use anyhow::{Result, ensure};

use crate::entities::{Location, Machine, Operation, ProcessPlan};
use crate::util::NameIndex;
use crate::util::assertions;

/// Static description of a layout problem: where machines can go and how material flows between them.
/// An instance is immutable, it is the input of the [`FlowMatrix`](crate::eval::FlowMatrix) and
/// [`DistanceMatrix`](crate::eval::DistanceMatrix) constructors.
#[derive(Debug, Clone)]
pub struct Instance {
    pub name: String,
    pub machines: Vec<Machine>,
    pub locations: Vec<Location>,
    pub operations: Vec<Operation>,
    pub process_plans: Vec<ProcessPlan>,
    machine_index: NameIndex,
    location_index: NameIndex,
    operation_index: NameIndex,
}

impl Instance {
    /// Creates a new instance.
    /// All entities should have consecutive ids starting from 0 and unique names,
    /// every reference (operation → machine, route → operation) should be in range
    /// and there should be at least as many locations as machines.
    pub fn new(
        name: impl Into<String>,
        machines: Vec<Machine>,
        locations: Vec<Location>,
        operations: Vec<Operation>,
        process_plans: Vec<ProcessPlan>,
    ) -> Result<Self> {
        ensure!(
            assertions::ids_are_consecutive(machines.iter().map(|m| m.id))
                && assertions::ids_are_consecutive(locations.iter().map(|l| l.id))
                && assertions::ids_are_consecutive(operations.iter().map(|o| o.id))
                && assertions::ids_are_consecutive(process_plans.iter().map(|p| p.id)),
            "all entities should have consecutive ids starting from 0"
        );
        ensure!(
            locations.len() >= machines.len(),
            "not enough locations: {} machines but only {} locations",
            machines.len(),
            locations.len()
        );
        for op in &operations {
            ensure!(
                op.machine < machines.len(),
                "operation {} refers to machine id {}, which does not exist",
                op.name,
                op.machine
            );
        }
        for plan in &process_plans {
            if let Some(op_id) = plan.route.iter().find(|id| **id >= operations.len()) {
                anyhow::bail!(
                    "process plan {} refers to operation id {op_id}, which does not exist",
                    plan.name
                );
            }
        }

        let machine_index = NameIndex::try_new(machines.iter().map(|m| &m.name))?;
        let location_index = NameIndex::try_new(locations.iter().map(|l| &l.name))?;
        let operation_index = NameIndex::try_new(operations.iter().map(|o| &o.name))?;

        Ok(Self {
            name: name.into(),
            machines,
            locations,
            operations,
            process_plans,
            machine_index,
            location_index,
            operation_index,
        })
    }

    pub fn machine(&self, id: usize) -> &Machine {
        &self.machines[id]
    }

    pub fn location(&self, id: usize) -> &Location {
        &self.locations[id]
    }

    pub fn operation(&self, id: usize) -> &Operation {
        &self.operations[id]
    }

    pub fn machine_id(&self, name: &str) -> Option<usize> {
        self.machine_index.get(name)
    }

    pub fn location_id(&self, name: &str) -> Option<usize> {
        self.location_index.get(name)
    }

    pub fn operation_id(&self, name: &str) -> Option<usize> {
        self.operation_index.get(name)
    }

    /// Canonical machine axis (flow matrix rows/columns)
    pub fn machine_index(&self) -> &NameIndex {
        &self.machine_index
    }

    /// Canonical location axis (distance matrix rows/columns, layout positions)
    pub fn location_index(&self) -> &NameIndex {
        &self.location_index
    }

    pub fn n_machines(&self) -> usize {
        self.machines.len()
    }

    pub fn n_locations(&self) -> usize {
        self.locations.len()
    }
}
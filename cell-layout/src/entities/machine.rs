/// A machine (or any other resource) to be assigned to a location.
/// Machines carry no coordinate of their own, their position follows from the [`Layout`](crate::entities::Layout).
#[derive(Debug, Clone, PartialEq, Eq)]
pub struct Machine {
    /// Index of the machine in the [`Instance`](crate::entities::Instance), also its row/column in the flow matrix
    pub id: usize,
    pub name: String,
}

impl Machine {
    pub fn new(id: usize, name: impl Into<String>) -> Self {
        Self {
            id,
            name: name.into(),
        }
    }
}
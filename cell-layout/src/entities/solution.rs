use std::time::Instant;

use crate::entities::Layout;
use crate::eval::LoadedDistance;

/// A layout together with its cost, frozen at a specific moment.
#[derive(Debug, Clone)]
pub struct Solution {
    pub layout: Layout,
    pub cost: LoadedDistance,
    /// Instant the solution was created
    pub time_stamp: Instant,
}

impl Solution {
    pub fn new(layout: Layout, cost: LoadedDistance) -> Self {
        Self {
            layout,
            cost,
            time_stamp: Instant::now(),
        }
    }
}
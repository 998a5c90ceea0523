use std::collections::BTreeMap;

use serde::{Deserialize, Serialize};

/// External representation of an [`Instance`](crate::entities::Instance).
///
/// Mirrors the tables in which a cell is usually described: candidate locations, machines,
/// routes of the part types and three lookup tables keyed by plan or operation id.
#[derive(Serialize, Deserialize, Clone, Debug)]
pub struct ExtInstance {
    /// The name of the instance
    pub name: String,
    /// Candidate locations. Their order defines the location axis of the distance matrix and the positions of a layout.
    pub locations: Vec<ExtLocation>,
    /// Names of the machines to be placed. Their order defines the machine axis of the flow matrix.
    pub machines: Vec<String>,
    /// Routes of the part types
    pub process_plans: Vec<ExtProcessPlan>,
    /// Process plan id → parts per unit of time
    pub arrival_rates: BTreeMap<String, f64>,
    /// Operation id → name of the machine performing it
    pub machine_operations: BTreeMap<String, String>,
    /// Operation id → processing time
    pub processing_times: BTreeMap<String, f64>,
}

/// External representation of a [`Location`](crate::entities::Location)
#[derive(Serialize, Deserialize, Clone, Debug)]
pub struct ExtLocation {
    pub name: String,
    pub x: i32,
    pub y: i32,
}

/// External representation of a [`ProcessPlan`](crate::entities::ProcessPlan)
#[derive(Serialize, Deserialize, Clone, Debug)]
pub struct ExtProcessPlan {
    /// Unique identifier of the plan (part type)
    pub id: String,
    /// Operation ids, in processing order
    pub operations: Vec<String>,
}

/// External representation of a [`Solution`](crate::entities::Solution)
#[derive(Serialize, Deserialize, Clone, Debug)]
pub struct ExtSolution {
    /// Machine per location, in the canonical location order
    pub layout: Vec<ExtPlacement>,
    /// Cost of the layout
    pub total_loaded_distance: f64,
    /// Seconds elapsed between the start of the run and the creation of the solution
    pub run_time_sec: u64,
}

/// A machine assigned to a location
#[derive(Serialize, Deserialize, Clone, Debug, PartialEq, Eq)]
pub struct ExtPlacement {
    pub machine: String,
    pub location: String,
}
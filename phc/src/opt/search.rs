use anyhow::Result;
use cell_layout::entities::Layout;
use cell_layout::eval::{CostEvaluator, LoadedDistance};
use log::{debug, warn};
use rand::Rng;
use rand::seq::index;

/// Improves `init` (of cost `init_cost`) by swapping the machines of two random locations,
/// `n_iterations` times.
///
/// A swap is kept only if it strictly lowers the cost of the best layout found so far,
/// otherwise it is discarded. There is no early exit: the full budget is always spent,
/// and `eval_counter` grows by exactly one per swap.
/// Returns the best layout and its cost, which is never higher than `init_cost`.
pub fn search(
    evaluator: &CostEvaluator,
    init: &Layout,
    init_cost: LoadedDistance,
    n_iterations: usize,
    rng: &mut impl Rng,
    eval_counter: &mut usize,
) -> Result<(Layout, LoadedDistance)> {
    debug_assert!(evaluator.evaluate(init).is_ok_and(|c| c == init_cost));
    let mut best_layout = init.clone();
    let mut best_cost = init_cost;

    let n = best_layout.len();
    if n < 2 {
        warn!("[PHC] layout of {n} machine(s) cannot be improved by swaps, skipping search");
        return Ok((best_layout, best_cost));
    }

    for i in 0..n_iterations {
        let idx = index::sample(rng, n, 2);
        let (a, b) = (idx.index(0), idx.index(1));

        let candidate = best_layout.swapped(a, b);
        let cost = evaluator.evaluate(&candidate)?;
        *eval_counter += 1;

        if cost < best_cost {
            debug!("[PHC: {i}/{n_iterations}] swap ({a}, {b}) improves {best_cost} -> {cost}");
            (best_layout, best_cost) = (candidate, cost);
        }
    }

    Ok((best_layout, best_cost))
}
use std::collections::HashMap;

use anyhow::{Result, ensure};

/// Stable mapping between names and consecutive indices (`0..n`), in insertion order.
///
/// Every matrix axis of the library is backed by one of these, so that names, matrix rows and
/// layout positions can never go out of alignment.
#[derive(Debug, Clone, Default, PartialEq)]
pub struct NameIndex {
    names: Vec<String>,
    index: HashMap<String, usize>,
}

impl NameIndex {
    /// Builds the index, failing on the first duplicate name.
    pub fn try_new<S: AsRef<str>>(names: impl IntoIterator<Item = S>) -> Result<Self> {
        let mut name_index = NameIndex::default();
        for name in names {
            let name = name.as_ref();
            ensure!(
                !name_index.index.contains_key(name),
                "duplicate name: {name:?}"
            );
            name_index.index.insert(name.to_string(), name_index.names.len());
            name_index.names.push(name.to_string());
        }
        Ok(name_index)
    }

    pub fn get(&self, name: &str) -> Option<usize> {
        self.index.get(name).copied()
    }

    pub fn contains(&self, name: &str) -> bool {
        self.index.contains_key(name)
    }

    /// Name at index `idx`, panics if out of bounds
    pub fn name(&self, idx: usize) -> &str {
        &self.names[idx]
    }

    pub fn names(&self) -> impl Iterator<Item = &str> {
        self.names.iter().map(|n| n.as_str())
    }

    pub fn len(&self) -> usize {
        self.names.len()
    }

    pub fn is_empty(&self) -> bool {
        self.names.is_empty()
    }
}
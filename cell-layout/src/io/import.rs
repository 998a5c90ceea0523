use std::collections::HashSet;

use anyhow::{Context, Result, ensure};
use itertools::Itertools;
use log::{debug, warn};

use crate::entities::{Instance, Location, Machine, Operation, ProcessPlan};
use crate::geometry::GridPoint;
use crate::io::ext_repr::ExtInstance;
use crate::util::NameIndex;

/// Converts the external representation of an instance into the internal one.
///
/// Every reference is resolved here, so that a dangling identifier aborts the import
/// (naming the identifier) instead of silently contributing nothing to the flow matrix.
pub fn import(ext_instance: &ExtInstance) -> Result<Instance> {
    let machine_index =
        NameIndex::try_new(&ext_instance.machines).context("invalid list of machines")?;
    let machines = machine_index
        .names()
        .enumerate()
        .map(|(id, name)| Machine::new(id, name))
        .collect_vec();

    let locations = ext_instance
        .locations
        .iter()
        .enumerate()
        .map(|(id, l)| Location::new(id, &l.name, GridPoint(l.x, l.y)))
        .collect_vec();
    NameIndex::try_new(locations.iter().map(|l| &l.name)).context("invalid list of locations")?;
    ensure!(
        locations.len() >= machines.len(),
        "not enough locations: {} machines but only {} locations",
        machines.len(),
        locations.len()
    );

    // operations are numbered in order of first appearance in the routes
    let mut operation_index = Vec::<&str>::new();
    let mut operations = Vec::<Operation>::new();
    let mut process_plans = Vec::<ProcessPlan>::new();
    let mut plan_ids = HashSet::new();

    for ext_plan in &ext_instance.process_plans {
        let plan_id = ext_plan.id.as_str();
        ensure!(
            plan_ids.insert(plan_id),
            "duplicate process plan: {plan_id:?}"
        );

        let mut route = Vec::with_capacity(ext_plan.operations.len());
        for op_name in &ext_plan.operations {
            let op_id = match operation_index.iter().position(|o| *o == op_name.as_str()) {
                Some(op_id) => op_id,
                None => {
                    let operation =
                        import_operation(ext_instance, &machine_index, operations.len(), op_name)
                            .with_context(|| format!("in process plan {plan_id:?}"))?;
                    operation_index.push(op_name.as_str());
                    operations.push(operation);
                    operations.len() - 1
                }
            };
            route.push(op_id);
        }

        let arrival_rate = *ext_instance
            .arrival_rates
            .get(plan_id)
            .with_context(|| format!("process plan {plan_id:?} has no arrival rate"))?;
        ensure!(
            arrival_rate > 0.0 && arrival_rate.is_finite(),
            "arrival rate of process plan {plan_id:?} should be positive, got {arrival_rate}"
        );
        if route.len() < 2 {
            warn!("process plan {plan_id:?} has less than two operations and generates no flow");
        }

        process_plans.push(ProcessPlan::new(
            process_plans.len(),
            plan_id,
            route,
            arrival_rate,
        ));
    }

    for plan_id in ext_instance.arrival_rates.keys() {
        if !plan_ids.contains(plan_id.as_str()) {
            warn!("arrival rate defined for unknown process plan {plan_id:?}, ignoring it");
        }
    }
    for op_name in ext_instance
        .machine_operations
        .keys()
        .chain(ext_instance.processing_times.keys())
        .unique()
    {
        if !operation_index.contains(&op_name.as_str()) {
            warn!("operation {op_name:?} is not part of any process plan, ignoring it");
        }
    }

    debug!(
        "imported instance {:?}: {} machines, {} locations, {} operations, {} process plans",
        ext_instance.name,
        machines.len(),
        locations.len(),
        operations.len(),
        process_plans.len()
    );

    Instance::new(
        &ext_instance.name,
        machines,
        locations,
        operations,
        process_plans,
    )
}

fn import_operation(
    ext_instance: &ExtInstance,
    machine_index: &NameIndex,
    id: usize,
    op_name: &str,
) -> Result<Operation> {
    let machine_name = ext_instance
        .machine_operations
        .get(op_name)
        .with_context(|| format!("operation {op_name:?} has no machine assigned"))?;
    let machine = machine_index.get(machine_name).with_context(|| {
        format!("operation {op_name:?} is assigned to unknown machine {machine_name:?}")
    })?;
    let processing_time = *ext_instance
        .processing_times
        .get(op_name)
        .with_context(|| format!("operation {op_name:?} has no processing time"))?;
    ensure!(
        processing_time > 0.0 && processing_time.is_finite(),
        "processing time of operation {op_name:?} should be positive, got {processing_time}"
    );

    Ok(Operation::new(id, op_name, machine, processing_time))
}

_Work instructions_
Give back the records word for word. Start at the first line, end at the line containing "a new instance.", and include both.

_Answer section_
use anyhow::{Result, ensure};

use crate::entities::{Location, Machine, Operation, ProcessPlan};
use crate::util::NameIndex;
use crate::util::assertions;

/// Static description of a layout problem: where machines can go and how material flows between them.
/// An instance is immutable, it is the input of the [`FlowMatrix`](crate::eval::FlowMatrix) and
/// [`DistanceMatrix`](crate::eval::DistanceMatrix) constructors.
#[derive(Debug, Clone)]
pub struct Instance {
    pub name: String,
    pub machines: Vec<Machine>,
    pub locations: Vec<Location>,
    pub operations: Vec<Operation>,
    pub process_plans: Vec<ProcessPlan>,
    machine_index: NameIndex,
    location_index: NameIndex,
    operation_index: NameIndex,
}

impl Instance {
    /// Creates a new instance.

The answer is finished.